The twentieth anniversary of the September 11, 2001, terrorist attacks in the United States creates an important moment for reflection on the nature of threats facing Canada in an increasingly uncertain and tumultuous world.
The subsequent war in Afghanistan had, according to US President Joe Biden, three objectives: to “get” the terrorists who perpetrated the attack, to deliver “justice” to Osama bin Laden and to keep Afghanistan from becoming a base from which future attacks could be launched. The close affiliation of the Taliban government, the Haqqani network and al-Qaeda does not bode well for the latter objective.
However, even though the threat of terrorism remains a pressing concern, the threats now facing Canada have grown more complex in the intervening 20 years.
When considering national security policy in Canada, we have to think about the velocity of change to the threat environment, the complexity of issues and the significance of technology. In the face of these considerations, we need new strategic thinking and must overcome a tendency to do siloed assessments and policy frameworks — those days are over.
Foreign policy, domestic innovation, national prosperity, intellectual property (IP), data governance, cybersecurity and trade are now all inextricably linked. Adversarial states now seek advantage across these areas, treating them as strategically connected. We need to do the same.
In short, the world around us has reoriented, and we need to reorient our thinking. New threats have emerged since Canada’s previous national security policy was issued in 2004, and new response capabilities are at hand.
Given this emergent reality, it is now clear that a new strategic framework is needed to identify the emerging and non-traditional threats to national security, and the interrelationships between them, as well as the ways in which Canada can influence global policy and rulemaking to better protect future prosperity and enhance domestic security.
In order to do this, three things need to happen.
First, we require a clear-eyed assessment of Canada’s core national interests, and to the extent possible, this should be done across political parties. The cold reality is that the world does not care which party wins the most seats in the House of Commons on September 20. It is equally true that enhancing national security and increasing Canadian prosperity will require the best we have as a country. This will need to be about long-term policy, not short-term politics. This assessment should be driven by articulating a set of strategic objectives about how Canada wants to interact with the world, and how we want to live at home.
Second, with an assessment of national interests and strategic objectives set, we will need to build a framework that adequately supports the institutions driving the pursuit of those objectives. Pursuing an ambitious vision of Canada in the world — without adequate resources — is equal parts hopeless and pointless. But this will require building national prosperity.

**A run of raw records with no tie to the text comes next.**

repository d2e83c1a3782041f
use std::time::Duration;

use tokio::signal::unix::{signal, SignalKind};
use tokio::sync::watch;
use tokio::task::JoinHandle;

use common::version::BuildInfo;

const REQUEST_GRACE_PERIOD: Duration = Duration::from_secs(10);

/// Spawns a task that listens for SIGINT and SIGTERM and sends a shutdown signal via a watch.
///
/// Returns the join handle, the sender (for programmatic shutdown), and the receiver.
pub fn graceful_shutdown_blocker(
) -> std::io::Result<(JoinHandle<()>, watch::Sender<()>, watch::Receiver<()>)> {
    let mut sigint = signal(SignalKind::interrupt())?;
    let mut sigterm = signal(SignalKind::terminate())?;

    let (tx, rx) = tokio::sync::watch::channel(());
    let signal_tx = tx.clone();

    let handle = tokio::spawn(async move {
        tokio::select! {
            _ = sigint.recv() => {
                tracing::debug!("gracefully exiting immediately on SIGINT");
            }
            _ = sigterm.recv() => {
                tokio::time::sleep(REQUEST_GRACE_PERIOD).await;
                tracing::debug!("initiating graceful shutdown with delay on SIGTERM");
            }
        }

        let _ = signal_tx.send(());
    });

    Ok((handle, tx, rx))
}

/// Registers a panic hook that logs panics using the `tracing` crate
pub fn register_panic_logger() {
    std::panic::set_hook(Box::new(|panic| match panic.location() {
        Some(loc) => {
            tracing::error!(
                message = %panic,
                panic.file = loc.file(),
                panic.line = loc.line(),
                panic.column = loc.column(),
            );
        }
        None => tracing::error!(message = %panic),
    }));
}

pub fn report_build_info(build: &BuildInfo) {
    tracing::info!(
        name = build.name,
        build_profile = build.build_profile,
        version = build.version,
        "service starting up"
    );
}
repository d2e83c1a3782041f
//! Content key resolver service.
//!
//! Serves `GET /content_key?content_key=<identifier>` from a static [`ContentKeyTable`]
//! loaded at startup. The table is shared read-only across requests.
//!
//! [`ContentKeyTable`]: common::content_key::ContentKeyTable

pub mod content_key;

use axum::routing::get;
use axum::Router;

use common::content_key::ContentKeyTable;
use common::crypto::LinkToken;
use service::http::health::{self, AlwaysReady};
use service::STATUS_PREFIX;

/// Everything a resolver request handler needs
#[derive(Debug, Clone)]
pub struct ResolverState {
    pub table: ContentKeyTable,
    /// When set, requests must carry `Authorization: Bearer <token>`
    pub link_token: Option<LinkToken>,
}

impl ResolverState {
    pub fn new(table: ContentKeyTable, link_token: Option<LinkToken>) -> Self {
        Self { table, link_token }
    }
}

pub fn router(state: ResolverState) -> Router {
    Router::new()
        .route("/content_key", get(content_key::handler))
        .nest(
            STATUS_PREFIX,
            health::router(std::sync::Arc::new(AlwaysReady), common::build_info!()),
        )
        .with_state(state)
}
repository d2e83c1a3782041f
use std::fmt;

use sha2::{Digest, Sha256};

/// Pre-shared bearer token authenticating the relay -> resolver link
///
/// Presented tokens are compared by SHA-256 digest.
#[derive(Clone)]
pub struct LinkToken {
    token: String,
    digest: [u8; 32],
}

impl fmt::Debug for LinkToken {
    fn fmt(&self, f: &mut fmt::Formatter<'_>) -> fmt::Result {
        f.write_str("LinkToken(..)")
    }
}

impl LinkToken {
    pub fn new(token: impl Into<String>) -> Self {
        let token = token.into();
        let digest = Sha256::digest(token.as_bytes()).into();
        Self { token, digest }
    }

    /// Value for an `Authorization` header
    pub fn bearer(&self) -> String {
        format!("Bearer {}", self.token)
    }

    /// Check an `Authorization` header value
    pub fn verify_bearer(&self, header: &str) -> bool {
        match header.strip_prefix("Bearer ") {
            Some(presented) => {
                let presented: [u8; 32] = Sha256::digest(presented.trim().as_bytes()).into();
                presented == self.digest
            }
            None => false,
        }
    }
}

#[cfg(test)]
mod test {
    use super::*;

    #[test]
    fn test_bearer_roundtrip() {
        let token = LinkToken::new("private-link");
        assert_eq!(token.bearer(), "Bearer private-link");
        assert!(token.verify_bearer(&token.bearer()));
        assert!(!token.verify_bearer("Bearer other"));
        assert!(!token.verify_bearer("private-link"));
        assert_eq!(format!("{:?}", token), "LinkToken(..)");
    }
}
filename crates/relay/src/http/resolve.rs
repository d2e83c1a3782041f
use axum::extract::{Query, State};
use axum::response::Response;
use serde::Deserialize;

use super::{sealed_response, RelayHttpError, RelayState};

#[derive(Debug, Clone, Deserialize)]
pub struct ResolveQuery {
    /// Url-safe asset identifier sealed under the content-identifier key
    pub content_key: String,
}

pub async fn handler(
    State(state): State<RelayState>,
    Query(query): Query<ResolveQuery>,
) -> Result<Response, RelayHttpError> {
    let sealed = state.dispatcher.handle_resolve(&query.content_key).await?;
    Ok(sealed_response(sealed))
}
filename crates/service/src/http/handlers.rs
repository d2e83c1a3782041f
use axum::http::{HeaderMap, StatusCode};
use axum::response::{IntoResponse, Response};
use axum::Json;

pub async fn not_found_handler(headers: HeaderMap) -> Response {
    let accept = headers
        .get(axum::http::header::ACCEPT)
        .and_then(|v| v.to_str().ok());

    match accept {
        Some(accept_str) if accept_str.contains("application/json") => {
            let err_msg = serde_json::json!({"msg": "not found"});
            (StatusCode::NOT_FOUND, Json(err_msg)).into_response()
        }
        _ => (
            StatusCode::NOT_FOUND,
            [(axum::http::header::CONTENT_TYPE, "text/plain")],
            "not found",
        )
            .into_response(),
    }
}
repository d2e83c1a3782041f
use axum::http::StatusCode;
use axum::response::{IntoResponse, Response};
use axum::{Extension, Json};
use std::time::Duration;
use tokio::time::timeout;

use super::data_source::*;

const HEALTH_CHECK_TIMEOUT: Duration = Duration::from_secs(10);

#[tracing::instrument(skip(data_src))]
pub async fn handler(Extension(data_src): Extension<DynDataSource>) -> Response {
    match timeout(HEALTH_CHECK_TIMEOUT, data_src.is_ready()).await {
        Ok(result) => match result {
            Ok(_) => {
                let msg = serde_json::json!({"status": "ok"});
                (StatusCode::OK, Json(msg)).into_response()
            }
            Err(e) => handle_error(e),
        },
        Err(_) => {
            let msg = serde_json::json!({
                "status": "failure",
                "message": "health check timed out"
            });
            (StatusCode::SERVICE_UNAVAILABLE, Json(msg)).into_response()
        }
    }
}

fn handle_error(err: DataSourceError) -> Response {
    match err {
        DataSourceError::DependencyFailure => {
            let msg = serde_json::json!({"status": "failure", "message": "one or more dependencies aren't available"});
            (StatusCode::SERVICE_UNAVAILABLE, Json(msg)).into_response()
        }
        DataSourceError::ShuttingDown => {
            let msg =
                serde_json::json!({"status": "failure", "message": "service is shutting down"});
            (StatusCode::SERVICE_UNAVAILABLE, Json(msg)).into_response()
        }
    }
}
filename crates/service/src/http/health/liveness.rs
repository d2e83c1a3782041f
use axum::http::StatusCode;
use axum::response::{IntoResponse, Response};
use axum::Json;

pub async fn handler() -> Response {
    let msg = serde_json::json!({"status": "ok"});
    (StatusCode::OK, Json(msg)).into_response()
}

#[cfg(test)]
mod tests {
    use super::*;

    #[tokio::test]
    async fn test_handler_direct() {
        let response = handler().await;
        assert_eq!(response.status(), StatusCode::OK);
    }
}
use clap::Args;

use common::crypto::{ensure_distinct, KeyConfigError, KeyDomain, KeyError, SymmetricKey};

/// Generate one fresh key per trust domain, printed as environment assignments
#[derive(Args, Debug, Clone)]
pub struct Keygen;

#[derive(Debug, thiserror::Error)]
pub enum KeygenError {
    #[error(transparent)]
    Key(#[from] KeyError),
    #[error(transparent)]
    Isolation(#[from] KeyConfigError),
}

#[async_trait::async_trait]
impl crate::cli::op::Op for Keygen {
    type Error = KeygenError;
    type Output = String;

    async fn execute(&self, _ctx: &crate::cli::op::OpContext) -> Result<Self::Output, Self::Error> {
        let tunnel = SymmetricKey::generate()?;
        let content_identifier = SymmetricKey::generate()?;
        let asset = SymmetricKey::generate()?;
        ensure_distinct(&[
            (KeyDomain::Tunnel, &tunnel),
            (KeyDomain::ContentIdentifier, &content_identifier),
            (KeyDomain::Asset, &asset),
        ])?;

        Ok([
            format!("NDNX_TUNNEL_KEY={}", tunnel.to_base64()),
            format!("NDNX_CONTENT_KEY={}", content_identifier.to_base64()),
            format!("NDNX_ASSET_KEY={}", asset.to_base64()),
        ]
        .join("\n"))
    }
}
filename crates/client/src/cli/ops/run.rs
use clap::Args;

use client::config::ConfigError;
use client::{Orchestrator, Strategy, StrategyReport};

/// Time each retrieval strategy
#[derive(Args, Debug, Clone)]
pub struct Run {
    /// Strategies to run, in order (default: all)
    #[arg(long = "strategy", value_enum)]
    pub strategies: Vec<Strategy>,

    /// Timed runs per strategy
    #[arg(long, default_value_t = 1, value_parser = clap::value_parser!(u32).range(1..))]
    pub runs: u32,

    /// Print reports as a JSON array
    #[arg(long)]
    pub json: bool,
}

#[derive(Debug, thiserror::Error)]
pub enum RunError {
    #[error(transparent)]
    Config(#[from] ConfigError),
    #[error("failed to build http client: {0}")]
    Client(#[from] reqwest::Error),
    #[error("failed to encode reports: {0}")]
    Encode(#[from] serde_json::Error),
    #[error("{failed} of {total} runs failed\n{report}")]
    Failed {
        failed: usize,
        total: usize,
        report: String,
    },
}

#[async_trait::async_trait]
impl crate::cli::op::Op for Run {
    type Error = RunError;
    type Output = String;

    async fn execute(&self, ctx: &crate::cli::op::OpContext) -> Result<Self::Output, Self::Error> {
        let config = ctx.config()?;
        let orchestrator = Orchestrator::new(
            config.endpoints,
            config.channels,
            config.asset,
            config.request_timeout,
        )?;

        let strategies = if self.strategies.is_empty() {
            Strategy::ALL.to_vec()
        } else {
            self.strategies.clone()
        };
        let reports = orchestrator.run_all(&strategies, self.runs).await;
        let report = self.render(&reports)?;

        let failed = reports.iter().filter(|r| !r.is_success()).count();
        if failed > 0 {
            return Err(RunError::Failed {
                failed,
                total: reports.len(),
                report,
            });
        }
        Ok(report)
    }
}

impl Run {
    fn render(&self, reports: &[StrategyReport]) -> Result<String, serde_json::Error> {
        if self.json {
            return serde_json::to_string_pretty(reports);
        }
        Ok(reports
            .iter()
            .map(ToString::to_string)
            .collect::<Vec<_>>()
            .join("\n"))
    }
}
use std::fmt;

use serde::Serialize;

/// A way of retrieving the benchmark asset
#[derive(Debug, Clone, Copy, PartialEq, Eq, Hash, Serialize, clap::ValueEnum)]
#[serde(rename_all = "kebab-case")]
pub enum Strategy {
    Direct,
    Cdn,
    VpnDirect,
    VpnCdn,
    Indirection,
}

impl Strategy {
    pub const ALL: [Strategy; 5] = [
        Strategy::Direct,
        Strategy::Cdn,
        Strategy::VpnDirect,
        Strategy::VpnCdn,
        Strategy::Indirection,
    ];

    pub fn as_str(&self) -> &'static str {
        match self {
            Strategy::Direct => "direct",
            Strategy::Cdn => "cdn",
            Strategy::VpnDirect => "vpn-direct",
            Strategy::VpnCdn => "vpn-cdn",
            Strategy::Indirection => "indirection",
        }
    }
}

impl fmt::Display for Strategy {
    fn fmt(&self, f: &mut fmt::Formatter<'_>) -> fmt::Result {
        f.write_str(self.as_str())
    }
}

Third, building prosperity will require a more nuanced approach to achieving success in the modern economy, which is now driven by IP and data. Canada is home to some of the brightest and most innovative businesses in the world. However, our current approach to innovation has allowed foreign companies to cannibalize our firms, pulling the benefits of IP research and development out of the country. Even worse, some actors have used commercial espionage to steal Canadian prosperity.
The unprecedented generation of IP and data assets demands both an urgent and sophisticated policy approach. We need to be able to leverage every innovative advantage to compete globally, while also ensuring that we keep the value of homegrown ideas — especially those funded through public money and government grants — for the benefit of all Canadian society.
To guide Canada’s path forward, new models of flexible problem solving and policy generation are needed. If we are to advance the national interest in an extremely competitive global environment, fraught with uncertainty and unfriendly actors, we need to enable collective action that shatters traditional walls to cultivate impactful collaboration. Intricate policy challenges cannot be addressed by individual government actors or stakeholder groups alone.
While a truly collaborative approach to policy making can be rare, drawing on the expertise and perspectives of the best and brightest representing government, the commercial sector, academia, and civil society can serve as a mechanism to draw on key lessons of good governance, adopt innovative techniques to facilitate coordination, and enable information sharing across increasingly diverse actors that stand to propel Canada’s twenty-first-century data-driven and knowledge-based economy.
Many discussions of the national interest can be vacuous. However, there is one that all Canadians can agree on: we want to live in a secure and prosperous nation. But these are two sides of the same coin. You cannot have security without prosperity, because you cannot pay for it, and you cannot have prosperity without security, because insecurity can disrupt all aspects of Canadian society, including the economy.
In the same way that the attacks of September 11, 2001, caused a profound shift within the security and intelligence community, the 20th anniversary should give us pause. We need to reimagine Canada’s role in the world and put everything we have into building a nation that is both prosperous and secure.